Previous research demonstrated that sperm motility is dependent upon mitochondrial calcium cycling. Thus, sperm are inactivated when extracellular calcium ions are chelated. Mitochondrial calcium cycling, however, is driven by extracellular sodium ions. The hypothesis that sperm inactivation is subject to 2 variables was tested in the present work. Sperm motility was evaluated with computer-assisted sperm motion analysis in the first experiment. Sperm became immotile within minutes when suspended in buffered isotonic potassium chloride containing calcium ions. This outcome set the stage for the second experiment in which sperm were inactivated by centrifugation through 12% (wt/vol) Accudenz prepared with potassium chloride and tetrasodium 1,2-bis-(o-aminophenoxy)ethane-N,N,N',N'-tetraacetic acid (BAPTA). Sperm mobility was the end point in the second and subsequent experiments. Potassium chloride was a suitable medium in regard to sperm inactivation with BAPTA followed by storage for 2 h at 10°C. Consequently, sperm so inactivated were reactivated after 1, 2, 3, 4, and 5 h of storage in the third experiment. Whereas pre- and postwash sperm mobility were equivalent, sperm mobility declined with time (P < 0.001) without exogenous energy in the storage medium. Therefore, the effect of 5 mM glucose was tested in the fourth experiment. In this case, recovery of sperm mobility was independent of time when sperm were stored at 10°C for 5 h (P > 0.05).
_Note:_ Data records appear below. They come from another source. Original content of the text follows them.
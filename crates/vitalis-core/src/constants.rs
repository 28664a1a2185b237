// ABOUTME: Shared constants for scoring defaults, windows, and nutrient references
// ABOUTME: Single source for values used across the intelligence and server crates
//
// SPDX-License-Identifier: MIT OR Apache-2.0
// Copyright (c) 2025 Vitalis Health

//! Platform-wide constants.
//!
//! Threshold tables that belong to a single calculator live in that
//! calculator's config struct; only values shared across crates live here.

/// Scoring defaults used while domain stats are loading or absent
pub mod defaults {
    /// Neutral domain score substituted when a domain has no data yet (0-100)
    pub const DOMAIN_SCORE: f64 = 70.0;

    /// Chronological age placeholder when the profile has no stored age
    pub const CHRONOLOGICAL_AGE_YEARS: f64 = 35.0;

    /// Placeholder longevity score shown while stats load
    pub const PLACEHOLDER_LONGEVITY_SCORE: f64 = 7.0;

    /// Placeholder biological age shown while stats load
    pub const PLACEHOLDER_BIOLOGICAL_AGE: f64 = 35.0;

    /// Placeholder healthspan shown while stats load
    pub const PLACEHOLDER_HEALTHSPAN: f64 = 80.0;

    /// Placeholder vitality index shown while stats load
    pub const PLACEHOLDER_VITALITY_INDEX: u8 = 75;
}

/// Aggregation window sizes (entry counts, not calendar days)
pub mod windows {
    /// Trailing window for weekly nutrition aggregation
    pub const WEEKLY_ENTRIES: usize = 7;

    /// Bounded window for rolling domain averages
    pub const ROLLING_AVERAGE_ENTRIES: usize = 30;
}

/// Nightly sleep target used for sleep-debt accounting (hours)
pub const SLEEP_TARGET_HOURS: f64 = 8.0;

/// Daily reference intakes for tracked micronutrients
///
/// Values follow the FDA adult Daily Value table. Keys match the
/// `micronutrients` map keys produced by the food parser.
pub const MICRONUTRIENT_RDA: &[(&str, f64)] = &[
    ("vitamin_a_mcg", 900.0),
    ("vitamin_c_mg", 90.0),
    ("vitamin_d_mcg", 20.0),
    ("vitamin_e_mg", 15.0),
    ("vitamin_k_mcg", 120.0),
    ("vitamin_b6_mg", 1.7),
    ("vitamin_b12_mcg", 2.4),
    ("folate_mcg", 400.0),
    ("calcium_mg", 1300.0),
    ("iron_mg", 18.0),
    ("magnesium_mg", 420.0),
    ("potassium_mg", 4700.0),
    ("zinc_mg", 11.0),
];

/// Look up the reference daily intake for a micronutrient key
#[must_use]
pub fn micronutrient_rda(key: &str) -> Option<f64> {
    MICRONUTRIENT_RDA
        .iter()
        .find(|(name, _)| *name == key)
        .map(|(_, rda)| *rda)
}

/// Service name constants for logging
pub mod service_names {
    /// Primary server binary
    pub const VITALIS_SERVER: &str = "vitalis-server";
}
Potassium chloride was replaced with potassium glutamate in the last experiment. Whereas reactivation was once again independent of time when sperm were stored with glucose (P > 0.05), greater variability was observed among observations in comparison with the potassium chloride-based medium. In summary, sperm motility was inactivated when calcium was chelated and extracellular sodium was replaced with potassium. Sperm reactivation was most consistent when chloride was the predominant extracellular anion. Collectively, these experiments demonstrate that short-term sperm storage can be achieved with simple media that promote sperm glycolysis and minimize energy demands imposed by the active transport of calcium and sodium ions.